Biden's rule requires buyers of unfinished gun parts to go through background checks as if they bought a fully operable gun from a licensed dealer. And "ghost guns" need to have serial numbers.
In July, a district court judge ruled that Congress never granted sweeping authority to regulate gun parts in the way Biden intends.
U.S. District Judge Reed O’Connor did not rule on the constitutional questions, instead finding the ATF exceeded its statutory authority under the Gun Control Act of 1968. Under that law, the only gun parts the government may regulate are "frames and receivers."
But Biden's rule distorts the ordinary definition of "frames and receivers" to include non-functional and "partially completed" components, O'Connor said.
"A part that has yet to be completed or converted to function as frame or receiver is not a frame or receiver. ATF’s declaration that a component is a “frame or receiver” does not make it so if, at the time of evaluation, the component does not yet accord with the ordinary public meaning of those terms," he said.

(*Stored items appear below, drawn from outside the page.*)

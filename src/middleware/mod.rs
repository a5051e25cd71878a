//! Middleware HTTP

pub mod auth;

pub use auth::require_api_token;
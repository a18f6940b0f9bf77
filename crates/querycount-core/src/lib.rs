//! Core domain model and record store for code snippet submissions.
//!
//! Defines the `Submission` entity, the error taxonomy for storage
//! operations, and the `SubmissionStore` abstraction with a PostgreSQL
//! repository and an in-memory implementation for tests.

#![forbid(unsafe_code)]
#![warn(missing_docs)]

pub mod error;
pub mod models;
pub mod storage;

pub use error::{CoreError, Result};
pub use models::{NewSubmission, Submission, SubmissionId};
pub use storage::{SubmissionStore, RECENT_LIMIT};
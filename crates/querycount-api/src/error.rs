//! Handler errors and their plain-text HTTP representation.

use axum::{
    http::StatusCode,
    response::{IntoResponse, Response},
};
use querycount_core::CoreError;
use thiserror::Error;
use tracing::error;

/// Errors returned by the JSON handlers.
///
/// Rendered as a plain-text body: 400 for undecodable input, 500 for any
/// storage failure.
#[derive(Debug, Error)]
pub enum ApiError {
    /// Request body is not a valid submission document.
    #[error("{0}")]
    MalformedBody(String),

    /// Record store failed.
    #[error("{}", storage_message(.0))]
    Storage(#[from] CoreError),
}

impl ApiError {
    /// Returns the HTTP status code for this error.
    pub fn status_code(&self) -> StatusCode {
        match self {
            Self::MalformedBody(_) => StatusCode::BAD_REQUEST,
            Self::Storage(_) => StatusCode::INTERNAL_SERVER_ERROR,
        }
    }
}

fn storage_message(err: &CoreError) -> String {
    match err {
        CoreError::InsertedRecordUnavailable { message, .. } => {
            format!("Error fetching inserted record: {message}")
        },
        other => format!("Database error: {other}"),
    }
}

impl IntoResponse for ApiError {
    fn into_response(self) -> Response {
        let status = self.status_code();
        if status.is_server_error() {
            error!(error = %self, "Request failed");
        }
        (status, self.to_string()).into_response()
    }
}
//! Request middleware.

pub mod cors;
pub mod request_id;

pub use cors::cors_middleware;
pub use request_id::inject_request_id;
//! Configuration management for the querycount service.

use std::{net::SocketAddr, path::PathBuf, str::FromStr, time::Duration};

use anyhow::{Context, Result};
use figment::{
    providers::{Env, Format, Serialized, Toml},
    Figment,
};
use querycount_notify::NotifierConfig;
use serde::{Deserialize, Serialize};

use crate::server::RouterOptions;

const CONFIG_FILE: &str = "config.toml";

/// Environment variable name used by earlier deployments for the webhook.
const LEGACY_WEBHOOK_VAR: &str = "WEBHOOK_URL_HYBRIS_QUERY_COUNT";

/// Service configuration with defaults, file, and environment overrides.
///
/// Configuration is loaded in priority order:
/// 1. Environment variables (highest priority)
/// 2. Configuration file (`config.toml`)
/// 3. Built-in defaults (lowest priority)
///
/// `DATABASE_URL` has no default; loading fails without it.
///
/// # Example
///
/// ```no_run
/// use querycount_api::Config;
///
/// let config = Config::load().expect("Failed to load configuration");
/// println!("Server will bind to {}:{}", config.host, config.port);
/// ```
#[derive(Debug, Clone, Serialize, Deserialize)]
pub struct Config {
    // Database
    /// PostgreSQL connection URL.
    ///
    /// Environment variable: `DATABASE_URL`
    #[serde(default)]
    pub database_url: String,
    /// Maximum number of database connections in the pool.
    ///
    /// Environment variable: `DATABASE_MAX_CONNECTIONS`
    #[serde(default = "default_max_connections")]
    pub database_max_connections: u32,
    /// Database connection acquire timeout in seconds.
    ///
    /// Environment variable: `DATABASE_CONNECTION_TIMEOUT`
    #[serde(default = "default_acquire_timeout")]
    pub database_connection_timeout: u64,

    // Server
    /// Server bind address.
    ///
    /// Environment variable: `HOST`
    #[serde(default = "default_host")]
    pub host: String,
    /// Server bind port.
    ///
    /// Environment variable: `PORT`
    #[serde(default = "default_port")]
    pub port: u16,
    /// HTTP request timeout in seconds.
    ///
    /// Environment variable: `REQUEST_TIMEOUT`
    #[serde(default = "default_request_timeout")]
    pub request_timeout: u64,
    /// Directory served for paths outside the API.
    ///
    /// Environment variable: `STATIC_DIR`
    #[serde(default = "default_static_dir")]
    pub static_dir: PathBuf,

    // Webhook
    /// Endpoint notified on every new submission. Unset or blank disables
    /// notification.
    ///
    /// Environment variable: `WEBHOOK_URL` (or `WEBHOOK_URL_HYBRIS_QUERY_COUNT`)
    #[serde(default)]
    pub webhook_url: Option<String>,
    /// HTTP timeout for the webhook call in seconds.
    ///
    /// Environment variable: `WEBHOOK_TIMEOUT_SECONDS`
    #[serde(default = "default_webhook_timeout")]
    pub webhook_timeout_seconds: u64,
    /// Maximum notifications waiting to be sent.
    ///
    /// Environment variable: `WEBHOOK_QUEUE_CAPACITY`
    #[serde(default = "default_webhook_queue_capacity")]
    pub webhook_queue_capacity: usize,

    // Logging
    /// Log level configuration.
    ///
    /// Environment variable: `RUST_LOG`
    #[serde(default = "default_log_level")]
    pub rust_log: String,
}

impl Config {
    /// Load configuration from defaults, config file, and environment variable
    /// overrides.
    ///
    /// # Errors
    ///
    /// Fails if a value cannot be parsed or validation fails, in particular
    /// when `DATABASE_URL` is missing.
    pub fn load() -> Result<Self> {
        let config: Self = Self::figment().extract().context("Failed to load configuration")?;
        config.validate()?;
        Ok(config)
    }

    /// Builds the layered configuration source.
    pub fn figment() -> Figment {
        let legacy_webhook = Env::raw().filter_map(|key| {
            if key.as_str().eq_ignore_ascii_case(LEGACY_WEBHOOK_VAR) {
                Some("webhook_url".into())
            } else {
                None
            }
        });

        Figment::new()
            .merge(Serialized::defaults(Self::default()))
            .merge(Toml::file(CONFIG_FILE))
            .merge(legacy_webhook)
            .merge(Env::prefixed(""))
    }

    /// Convert to the notifier's configuration.
    pub fn to_notifier_config(&self) -> NotifierConfig {
        NotifierConfig {
            webhook_url: self.webhook_url.clone(),
            timeout: Duration::from_secs(self.webhook_timeout_seconds),
            queue_capacity: self.webhook_queue_capacity,
            ..NotifierConfig::default()
        }
    }

    /// Convert to router options.
    pub fn to_router_options(&self) -> RouterOptions {
        RouterOptions {
            static_dir: self.static_dir.clone(),
            request_timeout: Duration::from_secs(self.request_timeout),
        }
    }

    /// Returns true when a non-blank webhook URL is configured.
    pub fn webhook_enabled(&self) -> bool {
        self.to_notifier_config().endpoint().is_some()
    }

    /// Parse server socket address from host and port configuration.
    pub fn parse_server_addr(&self) -> Result<SocketAddr> {
        let addr_str = format!("{}:{}", self.host, self.port);
        SocketAddr::from_str(&addr_str).context("Invalid server address")
    }

    /// Get database URL with password masked for logging.
    pub fn database_url_masked(&self) -> String {
        if let Some(at_pos) = self.database_url.find('@') {
            if let Some(colon_pos) = self.database_url[..at_pos].rfind(':') {
                let scheme_end = self.database_url.find("://").map_or(0, |pos| pos + 3);
                if colon_pos >= scheme_end {
                    let mut masked = self.database_url.clone();
                    masked.replace_range(colon_pos + 1..at_pos, "***");
                    return masked;
                }
            }
        }
        self.database_url.clone()
    }

    /// Validate configuration values.
    fn validate(&self) -> Result<()> {
        if self.database_url.trim().is_empty() {
            anyhow::bail!("DATABASE_URL not set in environment");
        }

        if self.port == 0 {
            anyhow::bail!("port must be greater than 0");
        }

        if self.database_max_connections == 0 {
            anyhow::bail!("database max_connections must be greater than 0");
        }

        if self.webhook_queue_capacity == 0 {
            anyhow::bail!("webhook_queue_capacity must be greater than 0");
        }

        Ok(())
    }
}

impl Default for Config {
    fn default() -> Self {
        Self {
            database_url: String::new(),
            database_max_connections: default_max_connections(),
            database_connection_timeout: default_acquire_timeout(),
            host: default_host(),
            port: default_port(),
            request_timeout: default_request_timeout(),
            static_dir: default_static_dir(),
            webhook_url: None,
            webhook_timeout_seconds: default_webhook_timeout(),
            webhook_queue_capacity: default_webhook_queue_capacity(),
            rust_log: default_log_level(),
        }
    }
}

fn default_max_connections() -> u32 {
    10
}

fn default_acquire_timeout() -> u64 {
    10
}

fn default_host() -> String {
    "0.0.0.0".to_string()
}

fn default_port() -> u16 {
    8081
}

fn default_request_timeout() -> u64 {
    30
}

fn default_static_dir() -> PathBuf {
    PathBuf::from(".")
}

fn default_webhook_timeout() -> u64 {
    querycount_notify::DEFAULT_TIMEOUT_SECONDS
}

fn default_webhook_queue_capacity() -> usize {
    querycount_notify::DEFAULT_QUEUE_CAPACITY
}

fn default_log_level() -> String {
    "info,querycount=debug,tower_http=debug".to_string()
}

The plaintiffs assert that law-abiding citizens are free "to make firearms for their own use without overbearing federal regulation.” Seems reasonable.
But, like anything else that allows citizens to exercise their Second Amendment rights, the left calls the existence of ghost guns a "loophole" that must be addressed for the sake of "public safety."
The Department of Justice hailed the Supreme Court’s decision, claiming the rule is “helping law enforcement solve crimes and reducing the number of untraceable ghost guns flooding our communities.”
The Supreme Court did not rule on the merits of the case, so this case could return to the court before long.